Il presidente Mattarella riceve il vaccino a Roma. Foto Ufficio Stampa Quirinale

Sentiamo il bisogno di alzare la voce dei più deboli, ma non vogliamo far lievitare le polemiche. Eppure dobbiamo dirci che ci sono due atteggiamenti non rispettosi del bene comune che vanno apertamente stigmatizzati.

Il primo è quello di chi vuol “saltare la fila”, di chi cerca in ogni modo la scorciatoia per mettersi al sicuro, anche se non è ancora il suo turno per ricevere il vaccino. Opportunisti che ragionano sempre con il criterio del “si salvi chi può, meglio se sono io”. Alcuni di loro sono stati chiamati gli “imbucati”, pronti a saltar fuori quando rimane qualche dose in eccedenza che non può essere rimessa in freezer.

Un richiamo a saper aspettare “quando sarà il mio turno” è venuto implicitamente dal presidente della Repubblica Sergio Mattarella che si è recato all’ambulatorio dell’ospedale Spallanzani di Roma, senza il seguito di telecamere. Uno come tutti gli altri Italiani, come lo ritrae una fotografia a distanza insieme ad altri cittadini col braccio disteso; tutti uguali davanti ai diritti della salute.

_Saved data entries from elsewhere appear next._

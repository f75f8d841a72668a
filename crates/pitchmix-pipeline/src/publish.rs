// Published tables and the multi-sheet workbook they are written to.
//
// Every float that reaches a sheet is rounded to three decimals here; that is
// the precision all readers of the artifact see.

use chrono::NaiveDate;
use rust_xlsxwriter::{Workbook, XlsxError};
use std::io::Write;
use std::path::{Path, PathBuf};
use tracing::info;

use crate::identity::TeamRecord;
use crate::metrics::MatchupLine;

pub const ARTIFACT_PREFIX: &str = "relational_cluster_2025_";
pub const ARTIFACT_EXTENSION: &str = ".xlsx";

pub const SHEET_PITCHER_CLUSTERS: &str = "Pitcher Clusters";
pub const SHEET_BATTER_VS_CLUSTER: &str = "Batter vs Cluster";
pub const SHEET_TEAMS: &str = "Teams";
pub const SHEET_BATTERS: &str = "Batters";
pub const SHEET_PITCHERS: &str = "Pitchers";
pub const SHEET_FOCUSED: &str = "Focused batter metrics";
pub const SHEET_DEFINITIONS: &str = "Metric Definitions";

/// Decimal places kept for published rate, value and mean columns.
pub const PUBLISHED_DECIMALS: i32 = 3;

#[derive(Debug, thiserror::Error)]
pub enum PublishError {
    #[error("failed to build workbook: {0}")]
    Xlsx(#[from] XlsxError),

    #[error("failed to write {path}: {source}")]
    Io {
        path: String,
        source: std::io::Error,
    },
}

pub fn round3(value: f64) -> f64 {
    let factor = 10f64.powi(PUBLISHED_DECIMALS);
    (value * factor).round() / factor
}

/// `relational_cluster_2025_<YYYY-MM-DD>.xlsx`
pub fn artifact_file_name(run_date: NaiveDate) -> String {
    format!(
        "{ARTIFACT_PREFIX}{}{ARTIFACT_EXTENSION}",
        run_date.format("%Y-%m-%d")
    )
}

// ---------------------------------------------------------------------------
// Sheet rows
// ---------------------------------------------------------------------------

/// A single worksheet cell value.
#[derive(Debug, Clone, PartialEq)]
pub enum Cell {
    Int(i64),
    Float(f64),
    Text(String),
    Blank,
}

E i doveri? Ecco il secondo rilievo critico, che riguarda quanti operano in lavori delicati eppure – anche dentro il personale sociosanitario – hanno scelto per ora di non farsi vaccinare, in parte condividendo posizioni no-vax, in parte per altre motivazioni poco giustificate. Eppure, l’affidabilità scientifica dei controlli non merita di essere messa in dubbio rispetto alla strage di vittime innocenti (fa venire i brividi la conta dei 100 mila italiani morti dall’inizio della pandemia). Ed è una preoccupazione etica, quasi religiosa verrebbe da dire, per la quale lo stesso papa Francesco parlando a braccio in un’intervista a Canale 5 ha detto: “Io credo che eticamente tutti devono prendere il vaccino. Non è una opzione, è un’azione etica. Perché ti giochi tu la salute, ti giochi la vita, ma anche giochi la vita degli altri». E ha aggiunto: «Sì, si deve fare. Se i medici lo presentano come una cosa che può andare bene e che non ha dei pericoli speciali, perché non prenderlo? C’è un negazionismo suicida, in questo, che io non saprei spiegare».

Ma in queste settimane è scoppiato l’altro dilemma etico: chi vaccinare per primo? E, a seguire, in quale ordine di priorità? Se l’obiettivo del “vaccino per tutti” va perseguito subito anche con interventi legislativi coraggiosi, anche a livello internazionale, intanto va riaffermata la priorità ai soggetti più deboli: anche in Trentino, dove si è completata la copertura degli anziani nelle Rsa e di altre condizioni definite “superfragili” (dialisi, fibrosi cistica, trapiantati) ma vanno ora considerati con altrettanta attenzione i malati oncologici e soprattutto i disabili psichici e cognitivi, soprattutto coloro che vivono a casa: vanno pensate e prese iniziative in tempi brevi, per loro corsie sì preferenziali, come hanno sottolineato i responsabili di Anffas e anche dell’Associazione Alzheimer Trento, mettendo in evidenza anche lo scoglio burocratico del consenso informato.

Qualcuno, anche dai banchi del Parlamento, ha messo poi in dubbio la priorità attribuita agli anziani, giustificandola con il fatto che sono i più segregati e quindi i meno contagiabili. Una sciocchezza che non tiene conto della realtà (il virus viene comunque trasmesso dai parenti) e del fatto che proprio nella fascia dell’età avanzata si trova statisticamente più diffusa la comorbilità, ovvero la compresenza di altre patologie. Siamo ancora molto lontani dal vaccinare tutti gli ultrasettantenni: dovrebbe essere questo uno dei primi obiettivi del Piano vaccinale promesso dal governo Draghi. Anzi un dovere di risarcimento collettivo verso una generazione – quella degli anziani anziani – che è già stata falcidiata in questi dodici mesi dal Covid-19.